Apparently, so the story goes, the cottage was built after the Battle of Trafalgar, 1805 as we all recall, for the widows of the slain. As there are only five in the terrace I would guess it was limited to officers wives with no private income.
I guess their families turned to fishing as a quieter way of life and the strange tall net drying huts were built down on the shore.
The Art Gallery is to be built next to the huts so they all sport signs stubbornly saying NO TO THE GALLERY, totally ignored by the workmen constructing avidly beneath them.
The fishing boats still sail in on the high tide straight up onto the shingle where tractors pull them up onto the beach out of the water.
Hopefully the shoals of intelligentsia expected next year will still enjoy fish and chips and jellied eels.
We spend a lot of each day pottering on the cliff tops, there are at least half a dozen magpies nesting, rooks [or are they crows] and crowds of very raucous seagulls.

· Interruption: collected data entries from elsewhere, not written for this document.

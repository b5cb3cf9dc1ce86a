// error.rs — Error types for validation, generation, and the CLI driver
//
// Generation is all-or-nothing: any error aborts the run before output is
// written, so no variant carries partial results.

use std::path::PathBuf;

use thiserror::Error;

use crate::id::{MachineId, NodeRef, StateId};

/// Structural problems in the input controller.
#[derive(Debug, Error)]
pub enum ModelError {
    #[error("{context} references missing {node}")]
    Dangling { node: NodeRef, context: String },

    #[error("state {state} is listed by state machines {first} and {second}")]
    SharedState {
        state: StateId,
        first: MachineId,
        second: MachineId,
    },

    #[error("state machine {machine} is nested under both {first} and {second}")]
    SharedMachine {
        machine: MachineId,
        first: MachineId,
        second: MachineId,
    },

    #[error("state machine {machine} is nested inside itself")]
    NestingCycle { machine: MachineId },

    #[error("state machine {owner} lists transitions from source {from} more than once")]
    DuplicateMachineTransitions { owner: MachineId, from: MachineId },
}

impl ModelError {
    pub(crate) fn dangling(node: NodeRef, context: String) -> Self {
        ModelError::Dangling { node, context }
    }
}

/// Invariant violations detected while emitting code.
#[derive(Debug, Error)]
pub enum GenError {
    #[error(transparent)]
    Model(#[from] ModelError),

    #[error("reference to {node}, which was never assigned a name")]
    Unallocated { node: NodeRef },

    #[error("could not canonicalize controller: {0}")]
    Canonicalize(#[source] serde_json::Error),
}

/// Failures in the command-line driver.
#[derive(Debug, Error)]
pub enum CliError {
    #[error("{}: {source}", path.display())]
    Io {
        path: PathBuf,
        #[source]
        source: std::io::Error,
    },

    #[error("{}: invalid controller JSON: {source}", path.display())]
    Json {
        path: PathBuf,
        #[source]
        source: serde_json::Error,
    },

    #[error(transparent)]
    Generate(#[from] GenError),

    #[error("could not encode output: {0}")]
    Encode(#[source] serde_json::Error),
}

impl CliError {
    /// Exit status: 2 for unreadable input or unwritable output, 1 otherwise.
    pub fn exit_code(&self) -> i32 {
        match self {
            CliError::Io { .. } | CliError::Json { .. } => 2,
            CliError::Generate(_) | CliError::Encode(_) => 1,
        }
    }
}

#[cfg(test)]
mod tests {
    use super::*;
    use crate::id::StateId;

    #[test]
    fn display_unallocated() {
        let e = GenError::Unallocated {
            node: NodeRef::State(StateId(4)),
        };
        assert_eq!(
            e.to_string(),
            "reference to state #4, which was never assigned a name"
        );
    }

    #[test]
    fn model_errors_exit_with_one() {
        let e = CliError::from(GenError::from(ModelError::NestingCycle {
            machine: MachineId(1),
        }));
        assert_eq!(e.exit_code(), 1);
        assert_eq!(
            e.to_string(),
            "state machine #1 is nested inside itself"
        );
    }
}
use criterion::{black_box, criterion_group, criterion_main, BenchmarkId, Criterion};
use ctrlgen::codegen::{codegen, GenOptions};
use ctrlgen::model::*;
use ctrlgen::naming::NameTable;
use ctrlgen::pipeline;
use std::path::Path;

// KPI-aligned benchmark scenarios.

fn fixture_controller() -> Controller {
    let path = Path::new(env!("CARGO_MANIFEST_DIR"))
        .join("tests")
        .join("fixtures")
        .join("locomotion.json");
    pipeline::load_controller(&path).expect("benchmark fixture must load")
}

/// Synthetic controller: `layers` layers, each a root machine with `subs`
/// sub-machines of `states` states. Every state links to the next one in the
/// following sub-machine, wrapping to the first layer, so wiring crosses
/// factories and some of it is deferred.
fn generate_scaling_controller(layers: usize, subs: usize, states: usize) -> Controller {
    let mut c = Controller::named("Scaling");
    let mut all_states = Vec::new();
    let mut all_subs = Vec::new();

    for l in 0..layers {
        let root = c.add_machine(StateMachine::named(format!("Layer{l}")));
        c.add_layer(Layer {
            name: format!("Layer{l}"),
            machine: root,
            ..Layer::default()
        });
        for s in 0..subs {
            let sub = c.add_machine_to(root, StateMachine::named(format!("Sub{s}")), Vec3::default());
            all_subs.push(sub);
            for i in 0..states {
                let clip = c.add_motion(Motion::Clip(Clip::named(format!("Clip{}", i % 4))));
                let mut state = State::named(format!("State{i}"));
                state.motion = Some(clip);
                all_states.push(c.add_state_to(sub, state, Vec3(i as f32 * 50.0, 0.0, 0.0)));
            }
        }
    }

    for (i, &state) in all_states.iter().enumerate() {
        let next = all_states[(i + states) % all_states.len()];
        c.states[state.index()].transitions.push(Transition {
            duration: 0.1,
            ..Transition::to_state(next)
        });
    }
    for pair in all_subs.windows(2) {
        c.machines[pair[0].index()].machine_transitions.push(MachineTransitions {
            source: pair[1],
            transitions: vec![Transition::to_machine(pair[1])],
        });
    }
    c
}

// KPI: end-to-end generation latency for the reference fixture.
fn bench_kpi_fixture_latency(c: &mut Criterion) {
    let controller = fixture_controller();
    let opts = GenOptions::default();
    c.bench_function("kpi/fixture_latency", |b| {
        b.iter(|| {
            let generated = codegen(black_box(&controller), &opts).expect("fixture must generate");
            black_box(generated);
        });
    });
}

// KPI: generation scaling vs graph size.
fn bench_kpi_generation_scaling(c: &mut Criterion) {
    let mut group = c.benchmark_group("kpi/generation_scaling");
    let opts = GenOptions::default();

    for (layers, subs, states) in [(1_usize, 1_usize, 8_usize), (2, 4, 8), (4, 8, 16), (8, 8, 32)] {
        let controller = generate_scaling_controller(layers, subs, states);
        group.bench_with_input(
            BenchmarkId::from_parameter(format!("{}states", layers * subs * states)),
            &controller,
            |b, controller| {
                b.iter(|| {
                    let generated =
                        codegen(black_box(controller), &opts).expect("scenario must generate");
                    black_box(generated.source.len());
                });
            },
        );
    }

    group.finish();
}

// KPI: identifier allocation on a heavily colliding name set.
fn bench_kpi_name_allocation(c: &mut Criterion) {
    let controller = generate_scaling_controller(4, 8, 16);
    c.bench_function("kpi/name_allocation", |b| {
        b.iter(|| {
            let mut names = NameTable::new(&controller);
            for (i, state) in controller.states.iter().enumerate() {
                let node = ctrlgen::id::NodeRef::State(ctrlgen::id::StateId(i as u32));
                let _ = names.allocate(node, black_box(&state.name), ctrlgen::id::FactoryId::Entry);
            }
            black_box(names.len());
        });
    });
}

criterion_group!(
    benches,
    bench_kpi_fixture_latency,
    bench_kpi_generation_scaling,
    bench_kpi_name_allocation,
);
criterion_main!(benches);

The gorse is a gorgeous buttery yellow, the bluebells are still there hiding under the trees, as everything is late here too.
Hattie the dog ignores it all and scurries back and forth tail wagging and hoovering up rabbit poo - her favourite delicacy.
Happily east and west cliff each have a funicular / lift thingy for when the steps down to the cottages seem too many.
They were out of commission for a year, but are now renovated and smoothly slide up and down like vertical ski lifts if you see what I mean, they don't make any horizontal progress. Slowly the place is being gentrified, public buildings gtting a face lift, junk shops are getting rid of their junk and importing tat, maybe the fishermen are right.